The server-side is PHP and I am just using an HTML form to collect whatever they enter into the textbox and copying the content to the body of an email. Offhand I don’t know which of those steps are hostile to other character sets.
It just occurred to me to View Source and this is what I get:
Joshuazew has sent you the following message:
Цены на монтаж водонагревателя Стоимость услуг VENCON оправдана качеством и высоким уровнем обслуживания наших Клиентов. Стандартный монтаж водонагревателя Вид работ Цена услуги Цена при покупке товара у нас Установка бойлера от 5 до 35 литров 1 999 грн 1 399 грн Установка бойлера от 40 до 80 литров 1 999 грн 1 399 грн Установка бойлера от 100 до 160 литров 1 999 грн 1 399 грн Установка бойлера от 200 до 300 литров 1 999 грн 1 399 грн Замена бойлера 2 999 грн 2 099 грн Демонтаж бойлера 999 грн 999 грн Скачать полный прайс материалов и работ Стандартная установка включает следующие работы Согласование даты и времени монтажа с менеджером. Выезд нашего специалиста на
and so on. Google Translate tells me it’s a Russian promo for water heater installation.

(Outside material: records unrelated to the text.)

//! Application service: host state checkpoints.
//!
//! Pass-through to a [`CheckpointService`]; errors are propagated unchanged.

use anyhow::Result;

use crate::application::ports::CheckpointService;
use crate::domain::Host;

pub struct HostCheckpoint<C: CheckpointService> {
    service: C,
}

impl<C: CheckpointService> HostCheckpoint<C> {
    pub fn new(service: C) -> Self {
        Self { service }
    }

    /// # Errors
    ///
    /// Returns whatever the checkpoint service reports.
    pub async fn snapshot(&self, host: &Host) -> Result<()> {
        tracing::info!(host = %host, "saving host snapshot");
        self.service.snapshot(host).await
    }

    /// # Errors
    ///
    /// Returns whatever the checkpoint service reports, including a missing
    /// snapshot.
    pub async fn restore(&self, host: &Host) -> Result<()> {
        tracing::info!(host = %host, "restoring host snapshot");
        self.service.restore(host).await
    }
}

Super simple captchas like that will work if you’re the only one using it, and your site isn’t very popular. As soon as it’s worth it for anyone to make a bot for it, though, it becomes completely ineffective.

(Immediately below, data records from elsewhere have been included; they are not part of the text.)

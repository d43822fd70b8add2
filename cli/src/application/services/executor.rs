//! Application service: command dispatch across hosts.
//!
//! Imports only from `crate::domain` and `crate::application::ports`.
//! Hosts are visited strictly one after another, in the order given.

use std::process::Output;

use serde::Serialize;

use crate::application::ports::RemoteShell;
use crate::domain::{Command, CommandError, ExecError, HarnessConfig, Host};

/// Captured output of one command on one host.
#[derive(Debug, Clone, PartialEq, Eq, Serialize)]
pub struct CommandResult {
    pub host: String,
    pub stdout: String,
    pub stderr: String,
    /// `None` when the host could not be reached or the process was killed.
    pub exit_code: Option<i32>,
}

impl CommandResult {
    #[must_use]
    pub fn success(&self) -> bool {
        self.exit_code == Some(0)
    }

    fn from_output(host: &Host, output: &Output) -> Self {
        Self {
            host: host.name.clone(),
            stdout: String::from_utf8_lossy(&output.stdout).into_owned(),
            stderr: String::from_utf8_lossy(&output.stderr).into_owned(),
            exit_code: output.status.code(),
        }
    }

    fn unreachable(host: &Host, err: &anyhow::Error) -> Self {
        Self {
            host: host.name.clone(),
            stdout: String::new(),
            stderr: format!("{err:#}"),
            exit_code: None,
        }
    }
}

/// Runs [`Command`]s on hosts through a [`RemoteShell`].
///
/// Every command is prefixed with the default environment overrides, so
/// for example `JARS_SKIP='true'` reaches each remote invocation.
pub struct Executor<S: RemoteShell> {
    shell: S,
    hosts: Vec<Host>,
    default_env: Vec<(String, String)>,
    install_root: String,
}

impl<S: RemoteShell> Executor<S> {
    /// Executor over `hosts` with no default overrides, rooted at `/`.
    pub fn new(shell: S, hosts: Vec<Host>) -> Self {
        Self {
            shell,
            hosts,
            default_env: Vec::new(),
            install_root: "/".to_string(),
        }
    }

    pub fn from_config(shell: S, config: &HarnessConfig) -> Self {
        Self::new(shell, config.hosts.clone())
            .with_default_env(config.default_env())
            .with_install_root(config.install_root.clone())
    }

    #[must_use]
    pub fn with_default_env(mut self, env: Vec<(String, String)>) -> Self {
        self.default_env = env;
        self
    }

    #[must_use]
    pub fn with_install_root(mut self, root: impl Into<String>) -> Self {
        self.install_root = root.into();
        self
    }

    pub fn shell(&self) -> &S {
        &self.shell
    }

    pub fn install_root(&self) -> &str {
        &self.install_root
    }

    /// An empty selection means every known host.
    ///
    /// # Errors
    ///
    /// Returns [`ExecError::NoHosts`] when the selection is empty and no
    /// hosts are known.
    pub fn resolve<'a>(&'a self, hosts: &'a [Host]) -> Result<&'a [Host], ExecError> {
        let resolved = if hosts.is_empty() { &self.hosts[..] } else { hosts };
        if resolved.is_empty() {
            return Err(ExecError::NoHosts);
        }
        Ok(resolved)
    }

    /// Run `command` on each host in turn and return every result.
    ///
    /// A failing host does not stop the batch.
    ///
    /// # Errors
    ///
    /// Returns [`ExecError::NoHosts`] if there is nothing to run on.
    pub async fn run_each(
        &self,
        command: &Command,
        hosts: &[Host],
    ) -> Result<Vec<CommandResult>, ExecError> {
        let targets = self.resolve(hosts)?;
        let mut results = Vec::with_capacity(targets.len());
        for host in targets {
            results.push(self.run_on(command, host).await);
        }
        Ok(results)
    }

    /// Run `command` on each host in turn and return the last result.
    ///
    /// # Errors
    ///
    /// Returns [`ExecError::NoHosts`] if there is nothing to run on.
    pub async fn run(&self, command: &Command, hosts: &[Host]) -> Result<CommandResult, ExecError> {
        self.run_each(command, hosts)
            .await?
            .pop()
            .ok_or(ExecError::NoHosts)
    }

    /// Run `command` on a single host. Transport failures come back as a
    /// result without an exit code.
    pub async fn run_on(&self, command: &Command, host: &Host) -> CommandResult {
        let line = command.render_with(&self.default_env);
        tracing::debug!(host = %host, command = %line, "running remote command");
        match self.shell.exec(host, &line).await {
            Ok(output) => {
                let result = CommandResult::from_output(host, &output);
                if !result.success() {
                    tracing::debug!(host = %host, exit_code = ?result.exit_code, "remote command failed");
                }
                result
            }
            Err(e) => {
                tracing::warn!(host = %host, error = %format!("{e:#}"), "host unreachable");
                CommandResult::unreachable(host, &e)
            }
        }
    }

    /// Command running `script` relative to the install root.
    ///
    /// # Errors
    ///
    /// Returns [`CommandError::Empty`] if `script` is blank.
    pub fn in_install_path(&self, script: &str) -> Result<Command, CommandError> {
        if script.trim().is_empty() {
            return Err(CommandError::Empty);
        }
        Command::new(format!(
            "{}/{}",
            self.install_root.trim_end_matches('/'),
            script.trim_start_matches('/')
        ))
    }
}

That is true as far as it goes. However, there is a foolproof technique: if you add a simple checkbox certifying that “I am human”, no bot will ever be able to click it. It would violate the Laws of Robotics, or something.
You could easily identify fellow SDMB members by nitpicking/bitching about non-determination quality of this string and that - prima facie - at least “3” and “4” seems to be reasonable good answers.
There’s a lot more behind that checkbox than you think. It probably measures things like precisely how the mouse moves to the checkbox, and apparently it’s difficult for a bot to emulate a human in that way. And it’s never the only line of defense: It only gives the checkbox if it’s already pretty sure that you’re a human (from lots of prior human interactions from that computer), and if it’s unsure, it gives you one of the “click every box that contains a traffic light” ones.
On several of my websites I use a function that counts the number of non-latin characters and is set to flag as spam anything over about a third as spam. I guess you could post up to 1024 letters yet it won’t even store more than that in the DB - just mark it as spam if it’s bigger.
Reading the question and knowing how to answer it are two different things…I am investigating CAPTCHA currently. It’s a free service but there are multiple ways to implement it and I’m trying to digest the documentation.
First it has to know there is a question, then divine what the question is, and lastly know the answer. IMO, all that is happening here is some crawling of the web searching for the < form > tag, then auto-submitting with their crap inserted. There’s no analysing the content, just the usual scattergun approach. Which is easily defeated, my experience is 100% effective since I’ve put my question in place.